===== DATASET EXTRACT

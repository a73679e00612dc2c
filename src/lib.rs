use chrono::NaiveDate;

use tracing_subscriber::{fmt, prelude::*, EnvFilter};

mod error;
mod cell;
mod calendar;
mod table;
mod ioutil;
mod loader;
mod cleaner;
mod observation;
mod aggregate;
mod population;
mod join;
mod normalise;
mod rank;
mod chart;
mod render;
mod output;

pub use error::*;
pub use cell::*;
pub use calendar::*;
pub use table::*;
pub use ioutil::{magic_open, create_output, OutputFile};
pub use loader::*;
pub use cleaner::*;
pub use observation::*;
pub use aggregate::*;
pub use population::*;
pub use join::*;
pub use normalise::*;
pub use rank::*;
pub use chart::*;
pub use render::*;
pub use output::*;


/// End of the first wave; ranks are computed on data before this date.
pub fn first_wave_cutoff() -> NaiveDate {
	NaiveDate::from_ymd(2020, 7, 1)
}

/// Install a stderr log subscriber filtered by `RUST_LOG` (default `info`).
///
/// Records emitted through the `log` macros are forwarded as well. Calling
/// this more than once is harmless.
pub fn init_logging() {
	let filter = EnvFilter::try_from_default_env().unwrap_or_else(|_| EnvFilter::new("info"));
	let _ = tracing_subscriber::registry()
		.with(filter)
		.with(fmt::layer().with_writer(std::io::stderr))
		.try_init();
}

==========

### PROBLEM
Nothing but the lines from the one containing "pub use observation::*;" through the end of the entries belongs in the answer; repeat them exactly.

### COMPLETED EXERCISE
pub use observation::*;
pub use aggregate::*;
pub use population::*;
pub use join::*;
pub use normalise::*;
pub use rank::*;
pub use chart::*;
pub use render::*;
pub use output::*;


/// End of the first wave; ranks are computed on data before this date.
pub fn first_wave_cutoff() -> NaiveDate {
	NaiveDate::from_ymd(2020, 7, 1)
}

/// Install a stderr log subscriber filtered by `RUST_LOG` (default `info`).
///
/// Records emitted through the `log` macros are forwarded as well. Calling
/// this more than once is harmless.
pub fn init_logging() {
	let filter = EnvFilter::try_from_default_env().unwrap_or_else(|_| EnvFilter::new("info"));
	let _ = tracing_subscriber::registry()
		.with(filter)
		.with(fmt::layer().with_writer(std::io::stderr))
		.try_init();
}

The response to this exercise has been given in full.